I really need professional help. I’m tired of smiling and pretending to be happy. I’m tired of acting like shit is okay, when in reality I just want to put a bullet in my fucking skull and get it over with.
Not a single day passes by without me wanting to seriously harm myself. I just don’t feel good and the same shit happens every summer. I just get really fucking depressed to the point I don’t want to live anymore. I never really talk about it because let’s be honest: People have their own bullshit to worry about. No one cares. Bottom line, point blank period. The nurses, doctors and psychiatrists? They don’t give a fuck about you neither. They’re getting paid to do a JOB it’s just that their job is to pretend to give a fuck whether you live or die.

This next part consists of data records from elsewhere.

use crate::error::{Result, VersionError};
use crate::git::Repository;
use std::collections::HashMap;

/// Mock repository for testing without actual git operations
pub struct MockRepository {
    head: Option<String>,
    nearest_tags: HashMap<String, String>,
    tags: HashMap<String, String>,
    timestamps: HashMap<String, String>,
}

impl MockRepository {
    /// Create a new empty mock repository (no HEAD, no tags)
    pub fn new() -> Self {
        MockRepository {
            head: None,
            nearest_tags: HashMap::new(),
            tags: HashMap::new(),
            timestamps: HashMap::new(),
        }
    }

    /// Set the current commit
    pub fn set_head(&mut self, commit: impl Into<String>) {
        self.head = Some(commit.into());
    }

    /// Add a tag pointing to a commit
    ///
    /// The tag also becomes the nearest tag of that commit.
    pub fn add_tag(&mut self, name: impl Into<String>, commit: impl Into<String>) {
        let name = name.into();
        let commit = commit.into();
        self.nearest_tags.insert(commit.clone(), name.clone());
        self.tags.insert(name, commit);
    }

    /// Set the nearest tag reachable from a commit
    pub fn set_nearest_tag(&mut self, commit: impl Into<String>, tag: impl Into<String>) {
        self.nearest_tags.insert(commit.into(), tag.into());
    }

    /// Set the raw timestamp text reported for a commit
    pub fn set_timestamp(&mut self, commit: impl Into<String>, timestamp: impl Into<String>) {
        self.timestamps.insert(commit.into(), timestamp.into());
    }
}

impl Default for MockRepository {
    fn default() -> Self {
        Self::new()
    }
}

impl Repository for MockRepository {
    fn current_commit(&self) -> Result<String> {
        self.head.clone().ok_or_else(|| {
            VersionError::environment("Unable to determine current commit: no HEAD in mock")
        })
    }

    fn latest_tag(&self, commit: &str) -> Result<Option<String>> {
        Ok(self.nearest_tags.get(commit).cloned())
    }

    fn commit_of_tag(&self, tag: &str) -> Result<Option<String>> {
        Ok(self.tags.get(tag).cloned())
    }

    fn commit_timestamp(&self, commit: &str) -> Result<String> {
        self.timestamps
            .get(commit)
            .cloned()
            .ok_or_else(|| VersionError::lookup(format!("unknown commit '{}'", commit)))
    }
}
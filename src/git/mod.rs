//! Read-only repository queries
//!
//! This module provides a trait-based abstraction over the handful of git
//! lookups tag-version needs, allowing for multiple implementations including
//! real repositories and mock implementations for testing.
//!
//! # Overview
//!
//! The primary abstraction is the [Repository] trait. The concrete
//! implementations include:
//!
//! - [repository::Git2Repository]: in-process libgit2 via the `git2` crate
//! - [cli::GitCliRepository]: runs the `git` executable and parses its output
//! - [mock::MockRepository]: canned answers for tests
//!
//! ```rust
//! # use tag_version::git::{Repository, NO_TAG};
//! # fn example<R: Repository>(repo: &R) -> Result<(), Box<dyn std::error::Error>> {
//! let head = repo.current_commit()?;
//! let tag = repo.latest_tag(&head)?.unwrap_or_else(|| NO_TAG.to_string());
//! # Ok(())
//! # }
//! ```

pub mod cli;
pub mod mock;
pub mod repository;

pub use cli::GitCliRepository;
pub use mock::MockRepository;
pub use repository::Git2Repository;

use crate::error::Result;

/// Tag name used when no tag can be resolved. Not an error condition.
pub const NO_TAG: &str = "0.0.0";

/// Read access to repository metadata
///
/// Lookups that can legitimately miss (`latest_tag`, `commit_of_tag`) return
/// `Ok(None)`; callers turn a miss into [NO_TAG].
pub trait Repository {
    /// Get the id of the commit currently checked out (HEAD)
    ///
    /// # Returns
    /// * `Ok(String)` - Full commit id
    /// * `Err` - If the repository cannot report a current commit
    fn current_commit(&self) -> Result<String>;

    /// Find the nearest tag reachable from `commit`
    ///
    /// Both lightweight and annotated tags count; the closest one by ancestry
    /// wins, the same answer `git describe --tags --abbrev=0` gives.
    ///
    /// # Returns
    /// * `Ok(Some(tag))` - Name of the nearest tag
    /// * `Ok(None)` - If no tag is reachable
    /// * `Err` - If the lookup itself failed
    fn latest_tag(&self, commit: &str) -> Result<Option<String>>;

    /// Get the id of the commit a tag points to (annotated tags are peeled)
    ///
    /// # Returns
    /// * `Ok(Some(String))` - Commit id
    /// * `Ok(None)` - If the tag does not exist
    /// * `Err` - If the lookup itself failed
    fn commit_of_tag(&self, tag: &str) -> Result<Option<String>>;

    /// Get the committer time of `commit` as RFC 3339 text
    ///
    /// The text is returned as-is so callers decide how to treat a malformed
    /// answer.
    fn commit_timestamp(&self, commit: &str) -> Result<String>;
}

I beat myself up a lot because I find it impossible to actually love myself.
A lot of people say I’m a good person with a good heart, but deep down all I think they’re saying to me is: “You’re a sucker and we enjoy taking advantage of your kindess”. I seriously feel like I’ve reached the end of my rope. I really enjoy Street Fighter, it’s the only thing that keeps me sane. But I’ve recently hit a wall and it feels like I will never improve. I feel like I’ve just been exposed as the biggest fraud ever and my life is meaningless. There is literally one thing left that I enjoy and it’s a fucking crapshoot. Being shred to pieces with your own character is extremely demoralizing for me. I have huge emotional issues. Call me what you want, I don’t care. I’ve had enough of this bullshit called life.

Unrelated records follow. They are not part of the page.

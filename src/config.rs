//! 게임 설정 로드/저장 (JSON)

use std::fs;
use std::path::Path;

use serde::{Deserialize, Serialize};
use thiserror::Error;

/// 설정 파일 에러
#[derive(Debug, Error)]
pub enum ConfigError {
    #[error("설정 파일 입출력 오류: {0}")]
    Io(#[from] std::io::Error),
    #[error("설정 직렬화 오류: {0}")]
    Serialization(#[from] serde_json::Error),
}

/// 게임 규칙 튜닝 값
#[derive(Serialize, Deserialize, Clone, Debug, PartialEq, Eq)]
pub struct GameConfig {
    /// 수로 인정되는 최소 글자 수
    #[serde(default = "default_min_word_len")]
    pub min_word_len: usize,
    /// 시작 단어가 갖춰야 하는 최소 이어지는 표제어 수
    #[serde(default = "default_start_min_continuations")]
    pub start_min_continuations: usize,
    /// 시작 단어 재추출 한도
    #[serde(default = "default_start_max_attempts")]
    pub start_max_attempts: usize,
    /// 자동완성 질의 최대 결과 수
    #[serde(default = "default_autocomplete_limit")]
    pub autocomplete_limit: usize,
    /// 연결 단어 질의 최대 결과 수
    #[serde(default = "default_linkable_limit")]
    pub linkable_limit: usize,
    /// 수락된 수마다 적립되는 경험치
    #[serde(default = "default_xp_per_word")]
    pub xp_per_word: u64,
}

fn default_min_word_len() -> usize {
    2
}

fn default_start_min_continuations() -> usize {
    5
}

fn default_start_max_attempts() -> usize {
    100
}

fn default_autocomplete_limit() -> usize {
    15
}

fn default_linkable_limit() -> usize {
    10
}

fn default_xp_per_word() -> u64 {
    10
}

impl Default for GameConfig {
    fn default() -> Self {
        Self {
            min_word_len: default_min_word_len(),
            start_min_continuations: default_start_min_continuations(),
            start_max_attempts: default_start_max_attempts(),
            autocomplete_limit: default_autocomplete_limit(),
            linkable_limit: default_linkable_limit(),
            xp_per_word: default_xp_per_word(),
        }
    }
}

/// 설정 파일 로드 (파일 없거나 파싱 실패 시 기본값)
pub fn load_config(path: &Path) -> GameConfig {
    match fs::read_to_string(path) {
        Ok(content) => serde_json::from_str(&content).unwrap_or_else(|e| {
            log::warn!("설정 파싱 실패, 기본값 사용: {}", e);
            GameConfig::default()
        }),
        Err(_) => GameConfig::default(),
    }
}

/// 설정 파일 저장
pub fn save_config(path: &Path, config: &GameConfig) -> Result<(), ConfigError> {
    if let Some(parent) = path.parent() {
        fs::create_dir_all(parent)?;
    }
    let json = serde_json::to_string_pretty(config)?;
    fs::write(path, json)?;
    Ok(())
}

It seems everything is just getting worse. I might as well end it. If word ever gets out that I’m deceased it will most likely be self-inflicted. Nobody wants me dead more than me. I suck at Street Fighter, I’m ugly as fuck, The only thing I’m good at academically is math, I’m poor, my right eye is missing, I have no value whatsoever. @worthless needs to let me have his fucking name. I’ve had enough.
Shout out to @Vhozon that’s my nigga. Shout out to @“DevilJin 01” that’s my nigga. Shout out to @twinblades that’s my nigga. Shout out to @million because bitches ain’t shit.
I’m about to be 25 years old and haven’t accomplished shit. That’s no one’s fault but my own. It honestly feels like it’s too late for me. I am more than likely better off dead. The world is cruel and I’m ready to say goodbye. I fucking hate this shit and I really just don’t have what it fucking takes to survive. It’s awful I can’t even control my emotions. I’m crying uncontrollably because I have no one to turn to. No one understands me or what it’s like to deal with a conflict with yourself that refuses to cease. You can’t even enjoy your life because you spend every day at war with yourself and the decisions you made in the past.
Then when you go outside you have to act like all that shit doesn’t even exist. You have to remain, cool, calm and calculated or else shit will hit the fan because keeping it real went wrong. I don’t hate anybody or anything. I just hate myself and wish someone would fucking kill me so I could at least TRY to bargain my way into heaven.
Life is so fucking awful. I genuinely feel like I don’t have a reason to live. I’m so done with this shit. I wish I could start over again…because things are bad, worse than bad. I’ve been on a downward spiral since 2014 and it just gets worse. I just want it to end.
Fuck
My
Life
I have one dollar left. I’m gonna throw it at a stripper.